Data for this task START

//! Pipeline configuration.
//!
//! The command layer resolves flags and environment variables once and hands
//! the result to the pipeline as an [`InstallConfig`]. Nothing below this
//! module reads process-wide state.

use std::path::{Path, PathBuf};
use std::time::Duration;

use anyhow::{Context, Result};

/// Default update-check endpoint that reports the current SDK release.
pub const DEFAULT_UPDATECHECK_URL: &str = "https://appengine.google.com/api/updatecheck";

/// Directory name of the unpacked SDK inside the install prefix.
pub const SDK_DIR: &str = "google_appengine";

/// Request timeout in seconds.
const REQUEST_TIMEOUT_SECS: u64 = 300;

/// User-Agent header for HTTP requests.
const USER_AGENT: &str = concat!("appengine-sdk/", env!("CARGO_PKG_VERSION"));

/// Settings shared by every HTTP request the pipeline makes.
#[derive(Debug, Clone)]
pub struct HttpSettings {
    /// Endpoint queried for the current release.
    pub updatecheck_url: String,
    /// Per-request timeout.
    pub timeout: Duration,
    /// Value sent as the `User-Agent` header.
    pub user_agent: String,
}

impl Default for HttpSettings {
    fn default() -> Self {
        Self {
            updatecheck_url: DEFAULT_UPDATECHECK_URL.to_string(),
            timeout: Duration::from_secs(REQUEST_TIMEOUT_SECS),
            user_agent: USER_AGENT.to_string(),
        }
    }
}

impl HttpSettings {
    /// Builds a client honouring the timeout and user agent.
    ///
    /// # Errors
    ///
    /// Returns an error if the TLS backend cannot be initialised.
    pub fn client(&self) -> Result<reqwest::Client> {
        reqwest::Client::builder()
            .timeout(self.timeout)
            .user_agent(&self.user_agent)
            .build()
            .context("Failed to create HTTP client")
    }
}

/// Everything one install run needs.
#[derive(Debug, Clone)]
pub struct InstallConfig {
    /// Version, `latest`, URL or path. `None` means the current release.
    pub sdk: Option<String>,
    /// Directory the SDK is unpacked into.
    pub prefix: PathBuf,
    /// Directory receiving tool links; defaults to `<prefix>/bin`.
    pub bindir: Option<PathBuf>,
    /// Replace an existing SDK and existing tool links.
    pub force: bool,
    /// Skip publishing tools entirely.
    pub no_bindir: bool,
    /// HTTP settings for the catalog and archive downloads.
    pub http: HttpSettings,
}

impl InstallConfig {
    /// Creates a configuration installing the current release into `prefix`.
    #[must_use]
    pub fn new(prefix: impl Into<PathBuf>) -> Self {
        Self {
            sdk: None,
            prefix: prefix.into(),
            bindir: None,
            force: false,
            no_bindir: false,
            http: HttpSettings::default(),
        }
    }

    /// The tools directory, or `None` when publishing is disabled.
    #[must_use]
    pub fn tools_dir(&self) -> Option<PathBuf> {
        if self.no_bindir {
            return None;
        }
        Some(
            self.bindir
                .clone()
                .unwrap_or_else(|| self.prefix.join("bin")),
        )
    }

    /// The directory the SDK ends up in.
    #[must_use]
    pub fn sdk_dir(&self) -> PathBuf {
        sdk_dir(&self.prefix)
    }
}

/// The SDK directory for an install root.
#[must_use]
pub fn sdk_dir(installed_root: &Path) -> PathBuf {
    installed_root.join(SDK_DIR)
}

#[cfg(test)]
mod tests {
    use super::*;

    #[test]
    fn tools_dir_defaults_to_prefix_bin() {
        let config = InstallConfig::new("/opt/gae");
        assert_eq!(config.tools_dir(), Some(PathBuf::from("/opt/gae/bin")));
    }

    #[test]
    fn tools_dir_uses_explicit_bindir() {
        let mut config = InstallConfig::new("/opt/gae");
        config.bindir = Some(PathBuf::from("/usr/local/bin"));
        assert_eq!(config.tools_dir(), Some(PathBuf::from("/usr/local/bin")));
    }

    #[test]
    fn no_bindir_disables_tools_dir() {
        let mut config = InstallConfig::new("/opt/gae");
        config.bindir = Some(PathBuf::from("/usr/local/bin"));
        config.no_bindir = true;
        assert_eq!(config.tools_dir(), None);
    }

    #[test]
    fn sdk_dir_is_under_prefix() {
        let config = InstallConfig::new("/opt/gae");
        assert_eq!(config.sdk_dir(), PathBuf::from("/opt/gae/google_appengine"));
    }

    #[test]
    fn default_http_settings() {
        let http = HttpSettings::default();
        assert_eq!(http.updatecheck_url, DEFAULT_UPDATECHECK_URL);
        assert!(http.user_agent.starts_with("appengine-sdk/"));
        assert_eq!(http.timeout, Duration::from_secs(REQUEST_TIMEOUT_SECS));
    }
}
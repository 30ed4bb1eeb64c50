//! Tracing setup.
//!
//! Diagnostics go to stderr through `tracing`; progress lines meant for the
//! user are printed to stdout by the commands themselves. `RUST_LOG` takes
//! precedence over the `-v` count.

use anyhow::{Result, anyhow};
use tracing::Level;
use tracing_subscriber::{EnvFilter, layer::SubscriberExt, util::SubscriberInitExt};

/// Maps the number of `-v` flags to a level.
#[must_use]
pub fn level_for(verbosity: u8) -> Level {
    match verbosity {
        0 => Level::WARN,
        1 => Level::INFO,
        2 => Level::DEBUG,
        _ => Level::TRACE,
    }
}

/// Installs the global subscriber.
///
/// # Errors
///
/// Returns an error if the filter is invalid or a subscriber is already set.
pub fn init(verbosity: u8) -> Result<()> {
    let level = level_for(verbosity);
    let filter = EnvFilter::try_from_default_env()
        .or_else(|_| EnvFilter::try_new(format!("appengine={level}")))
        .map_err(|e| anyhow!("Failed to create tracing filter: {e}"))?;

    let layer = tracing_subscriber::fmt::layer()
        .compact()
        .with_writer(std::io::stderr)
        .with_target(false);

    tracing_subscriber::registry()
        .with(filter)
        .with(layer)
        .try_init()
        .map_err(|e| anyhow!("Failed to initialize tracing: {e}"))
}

Data for this task END

- **Your instructions**:
The first line of the listing above through the line containing "pub struct HttpSettings": print exactly that, both ends included.

- **Answer section**:
//! Pipeline configuration.
//!
//! The command layer resolves flags and environment variables once and hands
//! the result to the pipeline as an [`InstallConfig`]. Nothing below this
//! module reads process-wide state.

use std::path::{Path, PathBuf};
use std::time::Duration;

use anyhow::{Context, Result};

/// Default update-check endpoint that reports the current SDK release.
pub const DEFAULT_UPDATECHECK_URL: &str = "https://appengine.google.com/api/updatecheck";

/// Directory name of the unpacked SDK inside the install prefix.
pub const SDK_DIR: &str = "google_appengine";

/// Request timeout in seconds.
const REQUEST_TIMEOUT_SECS: u64 = 300;

/// User-Agent header for HTTP requests.
const USER_AGENT: &str = concat!("appengine-sdk/", env!("CARGO_PKG_VERSION"));

/// Settings shared by every HTTP request the pipeline makes.
#[derive(Debug, Clone)]
pub struct HttpSettings {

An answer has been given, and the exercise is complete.